» Your goal
Below are entries. Pull out all lines containing "merge".

» Given data
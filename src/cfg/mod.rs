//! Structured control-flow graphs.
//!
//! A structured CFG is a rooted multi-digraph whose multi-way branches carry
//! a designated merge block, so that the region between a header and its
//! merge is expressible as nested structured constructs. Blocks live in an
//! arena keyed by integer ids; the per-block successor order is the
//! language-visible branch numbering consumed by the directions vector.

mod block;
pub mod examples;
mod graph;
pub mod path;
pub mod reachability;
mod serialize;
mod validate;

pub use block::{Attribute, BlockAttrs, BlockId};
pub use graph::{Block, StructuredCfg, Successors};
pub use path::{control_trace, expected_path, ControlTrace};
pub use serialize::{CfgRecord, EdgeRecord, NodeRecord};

» Exercise answer
//! a designated merge block, so that the region between a header and its
//! merge is expressible as nested structured constructs. Blocks live in an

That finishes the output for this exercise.